The Biden administration has signaled its intent to rejoin the United Nations Educational, Scientific and Cultural Organization (UNESCO) in order to potentially counter China’s influence over the group, reversing a major Trump-era policy decision.
Hugh Dugan, former senior director for International Organization Affairs at the National Security Council during the Trump administration, told Fox News Digital that the U.S. desire to remain involved in the group despite seeing little change in its operation shows a "juvenile" desire for global acceptance.
A State Department spokesperson told Fox News Digital that the Biden administration "believes firmly that the United States must be present and active on the global stage wherever U.S. interests can be protected and advanced."
Those interests include "expanding access to education, preservation of cultural heritage, protection of journalists, shaping best practices for new and emerging technologies, Holocaust education, and much more," the spokesperson said.
A delegation of U.S. diplomats last week delivered a letter to UNESCO Director-General Audrey Azoulay seeking readmission to the group. Former President Donald Trump withdrew the U.S. from UNESCO, with U.S. envoy Chris Hegadorn citing an anti-Israel bias within the organization and opaque bureaucracy.
In a final speech before the governing body, Hegadorn urged UNESCO to consider significant reforms. He called on UNESCO to speed up spending decisions and do more to prevent violent extremism through education, notably on social media.
Anne Bayefsky, president of Human Rights Voices and director of the Touro Institute on Human Rights and the Holocaust, told Fox News Digital that Biden’s decision to rejoin UNESCO was a "flagrant violation of the long-standing will of Congress."
"The idea that the United States has to pay the U.N., and its bodies and agencies that flagrantly violate American interests, in order to promote American interests on China or Israel or anything else turns logic on its head," Bayefsky said. "Given there are so many other more important means to counter Chinese influence if we wanted to, the China story here is a fig-leaf for the Biden administration slamming Israel."

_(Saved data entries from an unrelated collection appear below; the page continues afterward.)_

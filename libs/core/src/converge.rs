//! Unified create-or-update over typed resources.
use std::fmt;

use tracing::debug;

use crate::error::{ConvergeError, Operation};
use crate::ownership::OwnershipTable;
use crate::resource::{Object, ObjectKey, Resource, ResourceClient};

#[derive(Debug, Clone, Copy, PartialEq, Eq)]
pub enum OperationResult {
    Created,
    Updated,
    Unchanged,
}

impl fmt::Display for OperationResult {
    fn fmt(&self, f: &mut fmt::Formatter<'_>) -> fmt::Result {
        f.write_str(match self {
            OperationResult::Created => "created",
            OperationResult::Updated => "updated",
            OperationResult::Unchanged => "unchanged",
        })
    }
}

/// Fetches `name` in `namespace` (or starts from `R::default()`), applies
/// `mutate`, then creates or updates the stored object. Nothing is written
/// when the mutator leaves an existing resource untouched.
///
/// Whatever owner the mutator stamps on the metadata is recorded in `owners`.
/// Errors carry the resource identity and the failing operation; there is no
/// retry here.
pub async fn create_or_update<R, F>(
    client: &dyn ResourceClient,
    owners: &OwnershipTable,
    name: &str,
    namespace: &str,
    mutate: F,
) -> Result<(R, OperationResult), ConvergeError>
where
    R: Resource,
    F: FnOnce(&mut R) -> anyhow::Result<()>,
{
    let key = ObjectKey::new(R::KIND, name, namespace);
    let client_err = |operation, source| ConvergeError::Client {
        operation,
        key: key.clone(),
        source,
    };

    let existing = client
        .get(&key)
        .await
        .map_err(|source| client_err(Operation::Get, source))?
        .map(|object| object.decode::<R>())
        .transpose()
        .map_err(|source| client_err(Operation::Get, source))?;

    let mut desired = existing.clone().unwrap_or_default();
    mutate(&mut desired).map_err(|source| ConvergeError::Mutate {
        key: key.clone(),
        source,
    })?;
    let meta = desired.meta_mut();
    meta.name = name.to_string();
    meta.namespace = namespace.to_string();

    let (stored, result) = match existing {
        Some(current) if current == desired => (current, OperationResult::Unchanged),
        Some(_) => {
            let object = Object::encode(&desired)
                .map_err(|source| client_err(Operation::Update, source))?;
            let stored = client
                .update(object)
                .await
                .map_err(|source| client_err(Operation::Update, source))?;
            (decode_stored(&stored, &key, Operation::Update)?, OperationResult::Updated)
        }
        None => {
            let object = Object::encode(&desired)
                .map_err(|source| client_err(Operation::Create, source))?;
            let stored = client
                .create(object)
                .await
                .map_err(|source| client_err(Operation::Create, source))?;
            (decode_stored(&stored, &key, Operation::Create)?, OperationResult::Created)
        }
    };

    if let Some(owner) = stored.meta().owner.as_deref() {
        owners.record(owner, key.clone());
    }
    debug!(resource = %key, %result, "converged resource");
    Ok((stored, result))
}

/// Decodes the object a write returned; failures are attributed to that write.
fn decode_stored<R: Resource>(
    object: &Object,
    key: &ObjectKey,
    operation: Operation,
) -> Result<R, ConvergeError> {
    object.decode().map_err(|source| ConvergeError::Client {
        operation,
        key: key.clone(),
        source,
    })
}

"It's an absolutely shocking departure from decades of bipartisan congressional policy agreement that has constantly prioritized a negotiated settlement of the Arab-Israeli conflict," she added, stressing that rejoining UNESCO and paying "hundreds of millions" to the group "upends American foreign policy and the long-standing view of Congress."
The Biden administration made clear that it intended to rejoin UNESCO shortly after President Biden took office. The president plans to request an appropriation of $150 million from Congress for fiscal year 2024 to pay UNESCO, with similar payments to follow in ensuing years.
Azoulay delivered the letter to UNESCO member states on Monday, at which time Japan and other member states proposed the convening of an extraordinary session of the General Conference to consider the U.S. proposal, on which the State Department anticipates an answer "in the coming days," the spokesperson said.
"UNESCO influences our shared international understandings on matters such as the evolution of artificial intelligence, the responsibility of nations to respect media freedoms, the immeasurable toll of the Holocaust, and protection of world heritage in ways both immediate and incremental," the State Department spokesperson added.
In the time since the U.S. left the group, China has grown into one of UNESCO’s largest donors, according to The Wall Street Journal (WSJ). The U.S. sees a return to UNESCO as a necessary effort to re-establish influence in the organization due to its growing role as a forum to develop guidelines for emerging artificial intelligence (AI) and other sensitive technologies.
The U.S. will also look to provide an additional $10 million in funding to support programs that focus on cultural preservation – specifically in Ukraine and education about the Holocaust.
Dugan, who has served under some 11 U.S. ambassadors to the world body, specifically criticized the Democrats for feeling "embarrassed or ashamed" for publicly pursuing interests within these groups and caving to UNESCO’s financial requirements without getting back what the U.S. needs or wants from the group.
"This idea that if we're not there, we're not popular, or that… we aren’t being loved by them – it's such a juvenile approach to our participation in these major institutions and that that our interests apparently are not important," Dugan said, adding that other countries feel free "to pursue their national agendas through these organizations."
"Somehow the Democrats and the administration don't believe that it's appropriate for the U.S. to promote its national interests in these organizations, and if we do so we're called out by others on it, then we feel embarrassed or ashamed, and we have to atone by basically participating without criticism, funding them fully and hoping that people like us," he concluded.
The Associated Press contributed to this report.